# [What you should do]
Answer with one number: the count of lines in this material that hold the word "true".

# [Data for review]
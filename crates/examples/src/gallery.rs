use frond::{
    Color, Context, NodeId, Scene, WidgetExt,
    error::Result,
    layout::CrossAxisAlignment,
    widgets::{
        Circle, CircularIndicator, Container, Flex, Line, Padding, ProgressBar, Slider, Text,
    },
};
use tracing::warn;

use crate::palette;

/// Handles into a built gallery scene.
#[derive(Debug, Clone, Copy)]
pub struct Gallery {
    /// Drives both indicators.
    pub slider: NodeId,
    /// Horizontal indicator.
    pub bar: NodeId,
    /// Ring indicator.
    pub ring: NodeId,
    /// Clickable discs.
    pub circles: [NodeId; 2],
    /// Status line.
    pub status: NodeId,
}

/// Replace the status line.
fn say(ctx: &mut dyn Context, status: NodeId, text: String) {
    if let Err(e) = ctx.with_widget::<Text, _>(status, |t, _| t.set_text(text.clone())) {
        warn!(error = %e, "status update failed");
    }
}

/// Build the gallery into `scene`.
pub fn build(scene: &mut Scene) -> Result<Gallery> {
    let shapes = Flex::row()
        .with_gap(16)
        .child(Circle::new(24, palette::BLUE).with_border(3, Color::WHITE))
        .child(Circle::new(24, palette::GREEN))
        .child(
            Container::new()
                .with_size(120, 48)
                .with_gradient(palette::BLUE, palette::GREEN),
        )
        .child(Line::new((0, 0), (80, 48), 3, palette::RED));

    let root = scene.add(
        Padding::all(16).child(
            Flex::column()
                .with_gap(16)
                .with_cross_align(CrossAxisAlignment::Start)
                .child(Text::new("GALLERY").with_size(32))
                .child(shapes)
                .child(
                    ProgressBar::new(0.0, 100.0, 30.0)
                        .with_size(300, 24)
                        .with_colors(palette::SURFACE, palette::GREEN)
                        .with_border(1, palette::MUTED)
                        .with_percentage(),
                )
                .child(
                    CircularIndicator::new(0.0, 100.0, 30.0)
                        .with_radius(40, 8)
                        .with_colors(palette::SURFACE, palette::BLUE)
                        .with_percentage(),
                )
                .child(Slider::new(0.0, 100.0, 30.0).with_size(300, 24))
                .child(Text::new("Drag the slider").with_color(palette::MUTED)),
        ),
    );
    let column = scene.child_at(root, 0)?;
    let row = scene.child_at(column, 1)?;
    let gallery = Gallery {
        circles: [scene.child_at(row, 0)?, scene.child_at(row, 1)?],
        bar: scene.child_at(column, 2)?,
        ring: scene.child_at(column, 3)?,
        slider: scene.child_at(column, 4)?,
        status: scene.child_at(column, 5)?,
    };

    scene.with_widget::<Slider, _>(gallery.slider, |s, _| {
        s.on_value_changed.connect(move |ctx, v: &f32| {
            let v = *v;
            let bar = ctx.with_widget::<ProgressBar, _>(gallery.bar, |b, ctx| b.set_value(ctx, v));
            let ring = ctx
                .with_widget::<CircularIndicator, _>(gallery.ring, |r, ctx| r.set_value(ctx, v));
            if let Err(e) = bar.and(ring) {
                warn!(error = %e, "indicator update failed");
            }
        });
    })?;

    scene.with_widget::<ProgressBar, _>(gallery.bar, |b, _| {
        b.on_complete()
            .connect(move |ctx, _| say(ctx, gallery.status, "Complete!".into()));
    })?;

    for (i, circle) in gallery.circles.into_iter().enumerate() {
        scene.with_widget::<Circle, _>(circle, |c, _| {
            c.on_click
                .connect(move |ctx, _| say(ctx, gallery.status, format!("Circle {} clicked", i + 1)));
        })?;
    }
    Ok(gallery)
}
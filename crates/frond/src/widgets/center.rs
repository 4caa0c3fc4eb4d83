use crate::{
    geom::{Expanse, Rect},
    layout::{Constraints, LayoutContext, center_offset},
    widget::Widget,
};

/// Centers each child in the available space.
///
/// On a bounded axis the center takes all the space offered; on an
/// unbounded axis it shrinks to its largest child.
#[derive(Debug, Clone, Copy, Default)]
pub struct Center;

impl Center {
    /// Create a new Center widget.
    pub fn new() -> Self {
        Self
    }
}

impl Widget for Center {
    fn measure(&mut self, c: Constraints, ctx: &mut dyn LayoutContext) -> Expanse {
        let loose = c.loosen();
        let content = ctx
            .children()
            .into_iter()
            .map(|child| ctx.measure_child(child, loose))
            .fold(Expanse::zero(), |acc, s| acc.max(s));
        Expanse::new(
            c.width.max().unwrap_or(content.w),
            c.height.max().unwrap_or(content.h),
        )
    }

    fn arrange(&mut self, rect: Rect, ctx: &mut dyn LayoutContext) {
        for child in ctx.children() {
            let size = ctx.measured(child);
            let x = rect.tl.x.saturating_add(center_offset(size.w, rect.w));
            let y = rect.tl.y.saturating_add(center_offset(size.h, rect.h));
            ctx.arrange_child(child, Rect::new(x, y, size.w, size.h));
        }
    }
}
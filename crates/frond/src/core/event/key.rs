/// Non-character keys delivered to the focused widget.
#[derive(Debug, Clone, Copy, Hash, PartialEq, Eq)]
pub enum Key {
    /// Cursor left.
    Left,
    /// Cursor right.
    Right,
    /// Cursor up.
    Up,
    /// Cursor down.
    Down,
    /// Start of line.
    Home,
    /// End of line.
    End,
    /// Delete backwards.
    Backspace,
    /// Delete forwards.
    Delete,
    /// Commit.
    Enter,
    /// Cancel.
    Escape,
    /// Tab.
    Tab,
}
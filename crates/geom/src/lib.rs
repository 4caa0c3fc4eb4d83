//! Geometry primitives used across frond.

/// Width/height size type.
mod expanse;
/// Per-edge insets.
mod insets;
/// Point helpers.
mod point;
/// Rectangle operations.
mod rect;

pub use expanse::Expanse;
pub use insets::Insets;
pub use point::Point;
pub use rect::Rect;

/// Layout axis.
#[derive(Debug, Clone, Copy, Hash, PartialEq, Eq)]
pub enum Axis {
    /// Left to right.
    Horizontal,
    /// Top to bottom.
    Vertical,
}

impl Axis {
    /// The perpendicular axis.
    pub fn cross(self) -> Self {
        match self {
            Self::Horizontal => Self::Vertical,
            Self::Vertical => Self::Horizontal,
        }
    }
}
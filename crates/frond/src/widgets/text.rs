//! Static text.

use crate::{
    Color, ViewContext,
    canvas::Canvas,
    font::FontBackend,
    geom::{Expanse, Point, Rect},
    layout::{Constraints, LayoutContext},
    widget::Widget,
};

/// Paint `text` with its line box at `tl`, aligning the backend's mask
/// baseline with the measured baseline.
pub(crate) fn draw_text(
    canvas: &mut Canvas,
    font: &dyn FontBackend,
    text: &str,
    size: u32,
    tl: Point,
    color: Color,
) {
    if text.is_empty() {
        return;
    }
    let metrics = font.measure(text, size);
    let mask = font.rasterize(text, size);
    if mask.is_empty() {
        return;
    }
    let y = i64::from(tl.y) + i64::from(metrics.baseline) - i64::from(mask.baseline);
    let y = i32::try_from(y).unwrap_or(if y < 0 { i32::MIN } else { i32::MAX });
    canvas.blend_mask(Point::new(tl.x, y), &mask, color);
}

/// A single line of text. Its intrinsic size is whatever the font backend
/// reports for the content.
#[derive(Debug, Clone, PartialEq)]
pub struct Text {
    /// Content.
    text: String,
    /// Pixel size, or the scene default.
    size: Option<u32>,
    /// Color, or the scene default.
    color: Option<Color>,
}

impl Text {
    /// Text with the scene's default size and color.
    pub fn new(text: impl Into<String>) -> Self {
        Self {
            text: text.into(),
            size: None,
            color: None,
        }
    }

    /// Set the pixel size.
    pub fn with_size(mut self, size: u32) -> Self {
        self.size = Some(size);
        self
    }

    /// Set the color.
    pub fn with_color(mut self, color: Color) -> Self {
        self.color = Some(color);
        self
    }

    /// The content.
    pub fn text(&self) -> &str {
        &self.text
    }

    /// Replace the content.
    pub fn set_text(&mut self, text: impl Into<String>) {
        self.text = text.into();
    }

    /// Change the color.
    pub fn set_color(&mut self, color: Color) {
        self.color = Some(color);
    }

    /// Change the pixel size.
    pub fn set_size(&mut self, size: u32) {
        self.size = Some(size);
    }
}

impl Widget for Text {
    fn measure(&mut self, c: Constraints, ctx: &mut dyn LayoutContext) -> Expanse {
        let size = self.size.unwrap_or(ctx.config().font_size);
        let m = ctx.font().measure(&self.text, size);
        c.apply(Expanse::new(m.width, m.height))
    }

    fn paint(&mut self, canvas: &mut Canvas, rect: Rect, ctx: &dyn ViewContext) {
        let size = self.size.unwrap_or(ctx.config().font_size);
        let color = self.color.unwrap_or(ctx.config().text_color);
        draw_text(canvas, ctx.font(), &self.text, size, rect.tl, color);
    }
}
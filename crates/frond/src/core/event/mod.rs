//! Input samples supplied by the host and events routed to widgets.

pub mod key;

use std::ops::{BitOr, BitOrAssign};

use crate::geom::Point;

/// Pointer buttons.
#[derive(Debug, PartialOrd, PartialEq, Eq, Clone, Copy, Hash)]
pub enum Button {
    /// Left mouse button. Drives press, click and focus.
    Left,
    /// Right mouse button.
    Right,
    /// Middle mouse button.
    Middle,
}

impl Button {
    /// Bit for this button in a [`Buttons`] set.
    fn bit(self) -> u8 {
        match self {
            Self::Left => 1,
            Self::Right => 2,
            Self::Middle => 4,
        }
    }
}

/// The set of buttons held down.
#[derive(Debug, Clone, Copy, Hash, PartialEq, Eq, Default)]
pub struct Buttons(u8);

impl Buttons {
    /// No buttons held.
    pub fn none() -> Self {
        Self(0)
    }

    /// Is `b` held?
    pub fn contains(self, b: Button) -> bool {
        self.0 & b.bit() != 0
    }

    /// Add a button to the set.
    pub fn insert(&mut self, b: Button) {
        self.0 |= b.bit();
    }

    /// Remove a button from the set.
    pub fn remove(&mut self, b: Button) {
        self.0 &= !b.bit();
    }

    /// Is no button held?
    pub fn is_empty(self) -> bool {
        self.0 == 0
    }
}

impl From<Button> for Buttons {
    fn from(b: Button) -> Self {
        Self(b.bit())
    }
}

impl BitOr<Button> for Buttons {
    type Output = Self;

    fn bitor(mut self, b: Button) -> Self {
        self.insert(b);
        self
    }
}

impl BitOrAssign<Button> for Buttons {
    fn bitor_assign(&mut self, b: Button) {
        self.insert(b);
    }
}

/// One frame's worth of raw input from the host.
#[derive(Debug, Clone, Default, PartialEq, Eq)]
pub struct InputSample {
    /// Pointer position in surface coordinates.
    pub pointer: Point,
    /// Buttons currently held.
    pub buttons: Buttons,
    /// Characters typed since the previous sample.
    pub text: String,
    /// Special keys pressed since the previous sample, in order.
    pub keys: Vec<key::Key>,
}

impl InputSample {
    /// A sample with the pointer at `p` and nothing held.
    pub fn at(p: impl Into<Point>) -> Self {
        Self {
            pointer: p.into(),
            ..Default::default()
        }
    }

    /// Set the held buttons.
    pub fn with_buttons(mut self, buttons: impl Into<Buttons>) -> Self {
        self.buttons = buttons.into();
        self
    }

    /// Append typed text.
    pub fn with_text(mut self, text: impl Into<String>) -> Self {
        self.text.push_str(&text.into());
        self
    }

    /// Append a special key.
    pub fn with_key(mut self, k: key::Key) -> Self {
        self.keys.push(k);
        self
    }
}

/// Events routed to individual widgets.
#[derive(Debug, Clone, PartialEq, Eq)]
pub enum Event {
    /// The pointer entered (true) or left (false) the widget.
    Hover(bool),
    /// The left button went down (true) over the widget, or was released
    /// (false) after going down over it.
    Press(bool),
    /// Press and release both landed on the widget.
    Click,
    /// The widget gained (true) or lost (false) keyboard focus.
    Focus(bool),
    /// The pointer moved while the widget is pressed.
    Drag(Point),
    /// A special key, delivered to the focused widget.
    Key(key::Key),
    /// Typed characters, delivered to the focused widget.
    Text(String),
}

# [Response to this exercise]
3